We have been given x(t) and h(t) with their functions and we are required to compute the energy spectra of y $S_y(f)=S_X(f)|H(f)|^2$ Where $S_y$ is the energy spectrum of $y(t)$ and $S_x$ is the energy spectrum of $x(t)$
I have found $S_x(f)$ and $H(f)=\frac {2a} {a^2 +r\pi^2f^2}$ with a being a generic number in $R>0$ .
What im a bit confused about is. When it asks for $|H(f)^2|$ is it asking for the literal function $H(f)=\frac {2a} {a^2 +r\pi^2f^2}$ squared, or do i have to find the energy of $|H(f)|$?
I dont need computations, i just need a bit of clarification on this part
If you have signal $x(t)$ and filter $h(t)$ with respective Fourier transforms $X(\omega)$ and $H(\omega)$, then the filtered signal $y(t)$ is obtained by $$ y(t)=(x \ast h)(t) \Longleftrightarrow Y(\omega)=X(\omega)H(\omega). $$ If you want the energy spectrum, or PSD, you take absolute values and square in order to get from 'complex amplitude' to 'energy': $$ |Y(\omega)|^2=|X(\omega)|^2|H(\omega)|^2, $$ which is a result of $Y(\omega)Y^\ast(\omega)=|Y(\omega)|^2$.

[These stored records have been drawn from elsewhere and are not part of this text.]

//! Error types for gate-client

use thiserror::Error;

/// Result type alias for client operations
pub type Result<T> = std::result::Result<T, Error>;

#[derive(Debug, Error)]
pub enum Error {
    /// Client id or secret not configured for the chosen profile
    #[error("client id and secret must be set for profile '{profile}' ({id_var}, {secret_var})")]
    MissingCredentials {
        profile: String,
        id_var: &'static str,
        secret_var: &'static str,
    },

    /// Transport failure or undecodable body
    #[error("HTTP error: {0}")]
    Http(#[from] reqwest::Error),

    /// Server answered with a non-success status
    #[error("{url} returned {status}: {body}")]
    Status { status: u16, url: String, body: String },

    /// A response was missing something the client needs
    #[error("response from {url} has no '{field}'")]
    MissingField { url: String, field: &'static str },

    /// Token could not be inspected
    #[error(transparent)]
    Auth(#[from] gate_auth::Error),

    /// Not enough configuration to proceed
    #[error("{message}")]
    Config { message: String },

    #[error("invalid URL: {0}")]
    Url(#[from] url::ParseError),

    #[error("JSON error: {0}")]
    Json(#[from] serde_json::Error),
}

impl Error {
    pub fn config(message: impl Into<String>) -> Self {
        Self::Config {
            message: message.into(),
        }
    }
}
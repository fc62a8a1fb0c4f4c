//! Client side of toolgate
//!
//! Obtains an access token with the OAuth2 client-credentials grant and
//! calls the gateway's tool endpoint with it.

pub mod api;
pub mod config;
pub mod error;
pub mod logging;
pub mod oauth;

pub use api::ToolApiClient;
pub use config::{ClientProfile, Credentials};
pub use error::{Error, Result};
pub use oauth::{AuthServerMetadata, OAuthClient, TokenResponse, well_known_url};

You can write the result a bit differently as $$ S_y(\omega)=S_x(\omega)|H(\omega)|^2. $$ The phrase 'take absolute values and square' is no more and no less what to do. So if your $H(\omega)$ is positive and real valued and therefore $H(\omega)=|H(\omega)|$ (which seems to apply to your case), then you can just take the square of it.
Your $H(\omega)$ has the same form as $|H(\omega)|^2$ of a first order lowpass filter. Check your results.